I knew exactly who to call. 'Ted, you know how you complained that I had a zombie apocalypse and didn't invite you?'
'Yeah.'
'Consider yourself invited.'
He gave a small chuckle, the way some men will do when you say something sexy.
'You're excited. After what we saw in the hospital and the basement you're excited about this,' I said.
'Yeah, I am.'
'There's something wrong with you, you do know that, right?' I said, and laughed.
'Yeah, I do know. Give me your location.'
I had Dev bring it up on his phone's GPS and gave him the address. 'We'll have to keep moving around from one emergency to the next,' I said.

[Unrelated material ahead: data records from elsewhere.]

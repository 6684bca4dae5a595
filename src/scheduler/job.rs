//! Job definitions for the spool.
//!
//! A job has no metadata record of its own. Its identity is the file name
//! `<id>.txt` and its state is whichever spool directory currently holds
//! that file:
//!
//! - `JobId`: validated identifier, convertible to and from file names
//! - `JobLocation`: the directory (and therefore state) a job is in
//! - `JobStatus`: terminal outcome of one execution attempt

use std::fmt;
use std::str::FromStr;

use serde::{Deserialize, Serialize};
use thiserror::Error;

/// Sequence state kept in the input directory by the submitter.
pub const COUNTER_FILE: &str = ".counter";

const JOB_SUFFIX: &str = ".txt";

/// Errors produced when validating a job identifier.
#[derive(Debug, Error, PartialEq, Eq)]
pub enum JobIdError {
    #[error("job id cannot be empty")]
    Empty,

    #[error("job id '{0}' contains a path separator")]
    PathSeparator(String),

    #[error("job id '{0}' must not carry the .txt suffix")]
    HasSuffix(String),

    #[error("job id '{0}' is reserved")]
    Reserved(String),
}

/// Identifier of a job.
///
/// Opaque to the spool, but lexically sortable when produced by the
/// submitter (`YYYYmmddHHMMSS_NNNNNN`). Dispatch order never relies on it.
#[derive(Debug, Clone, PartialEq, Eq, Hash, PartialOrd, Ord, Serialize, Deserialize)]
#[serde(try_from = "String", into = "String")]
pub struct JobId(String);

impl JobId {
    /// Creates a job id, rejecting values that cannot round-trip through a
    /// file name.
    pub fn new(id: impl Into<String>) -> Result<Self, JobIdError> {
        let id = id.into();

        if id.is_empty() {
            return Err(JobIdError::Empty);
        }
        if id.contains('/') || id.contains('\\') {
            return Err(JobIdError::PathSeparator(id));
        }
        if id.ends_with(JOB_SUFFIX) {
            return Err(JobIdError::HasSuffix(id));
        }
        if id == COUNTER_FILE || id == "." || id == ".." {
            return Err(JobIdError::Reserved(id));
        }

        Ok(Self(id))
    }

    /// Derives the job id from a directory entry name.
    ///
    /// Returns `None` for anything that is not a job file: wrong extension,
    /// the counter file, or a bare `.txt`.
    pub fn from_file_name(name: &str) -> Option<Self> {
        Self::parse_file_name(name)?.ok()
    }

    /// Like [`from_file_name`](Self::from_file_name), but keeps the reason a
    /// `.txt` file was rejected.
    ///
    /// `None` means the entry is not a job file at all; `Some(Err(_))` means
    /// it looks like one but its stem is not a valid id.
    pub fn parse_file_name(name: &str) -> Option<Result<Self, JobIdError>> {
        if name == COUNTER_FILE {
            return None;
        }
        let stem = name.strip_suffix(JOB_SUFFIX)?;
        Some(Self::new(stem))
    }

    /// File name of this job in any spool directory.
    pub fn file_name(&self) -> String {
        format!("{}{}", self.0, JOB_SUFFIX)
    }

    pub fn as_str(&self) -> &str {
        &self.0
    }
}

impl fmt::Display for JobId {
    fn fmt(&self, f: &mut fmt::Formatter<'_>) -> fmt::Result {
        f.pad(&self.0)
    }
}

impl FromStr for JobId {
    type Err = JobIdError;

    fn from_str(s: &str) -> Result<Self, Self::Err> {
        Self::new(s)
    }
}

impl TryFrom<String> for JobId {
    type Error = JobIdError;

    fn try_from(value: String) -> Result<Self, Self::Error> {
        Self::new(value)
    }
}

impl From<JobId> for String {
    fn from(id: JobId) -> Self {
        id.0
    }
}

impl AsRef<str> for JobId {
    fn as_ref(&self) -> &str {
        &self.0
    }
}

/// The spool directory a job currently sits in.
#[derive(Debug, Clone, Copy, PartialEq, Eq, Hash, Serialize, Deserialize)]
#[serde(rename_all = "snake_case")]
pub enum JobLocation {
    /// Dropped by a producer, not yet claimed.
    Input,
    /// Claimed by the scanner or recovery pass, awaiting or under execution.
    Processing,
    /// Executed successfully; file content is the result.
    Output,
    /// Execution failed; file content is the original payload.
    Failed,
}

impl JobLocation {
    /// All locations, in lifecycle order.
    pub const ALL: [JobLocation; 4] = [
        JobLocation::Input,
        JobLocation::Processing,
        JobLocation::Output,
        JobLocation::Failed,
    ];
}

impl fmt::Display for JobLocation {
    fn fmt(&self, f: &mut fmt::Formatter<'_>) -> fmt::Result {
        match self {
            JobLocation::Input => write!(f, "pending"),
            JobLocation::Processing => write!(f, "processing"),
            JobLocation::Output => write!(f, "completed"),
            JobLocation::Failed => write!(f, "failed"),
        }
    }
}

/// Outcome of one dispatch of a job to a worker.
#[derive(Debug, Clone, Copy, PartialEq, Eq, Serialize, Deserialize)]
#[serde(rename_all = "snake_case")]
pub enum JobStatus {
    /// Result written to the output directory.
    Completed,
    /// Moved to the failed directory.
    Failed,
    /// Processing copy was gone at dispatch time; nothing was executed.
    Skipped,
}

impl fmt::Display for JobStatus {
    fn fmt(&self, f: &mut fmt::Formatter<'_>) -> fmt::Result {
        match self {
            JobStatus::Completed => write!(f, "completed"),
            JobStatus::Failed => write!(f, "failed"),
            JobStatus::Skipped => write!(f, "skipped"),
        }
    }
}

'Understood, we'll be there as soon as we can.'
'We?'
'SWAT, remember?'
'Yeah, me, too. And, Ted?'
'Yes, Anita.'
'Bring your flamethrower.'
He gave that excited sex chuckle again. 'For real, you're not just teasing this time?'
'Zombie reports from all over the area and it's still daylight. It's just going to get worse after dark.'
He gave that low, deep laugh again. 'You say the best things.'
'Conversations like this is one of the reasons people think we're doing each other.'
'Maybe,' he said.
'Someone on your end of the phone said something you didn't like about us, or me, and you're rubbing their face in it.'
'Would I do that?' The words were innocent; the tone was not. Someone must have done something that truly pissed him off for him to play into it like this, because he knew it hurt my reputation worse than his. People expect men to be sex-hungry bastards, it's the old boys-will-be-boys idea, but a woman who sleeps around is a whore. I hated the attitude, but I knew it was a reality in most people's minds. I didn't understand it; I mean, if you think sleeping around is bad, shouldn't it be equally slutty no matter if a man or a woman does it? Or equally okay?
'Get here as soon as you can, and let me know which of the guys with you pissed you off and I'll help you play with him, between killing zombies.'
'You sweet-talking thing, you,' he said.
That made me laugh. We hung up with both of us laughing. There were so many reasons that Edward and I were friends.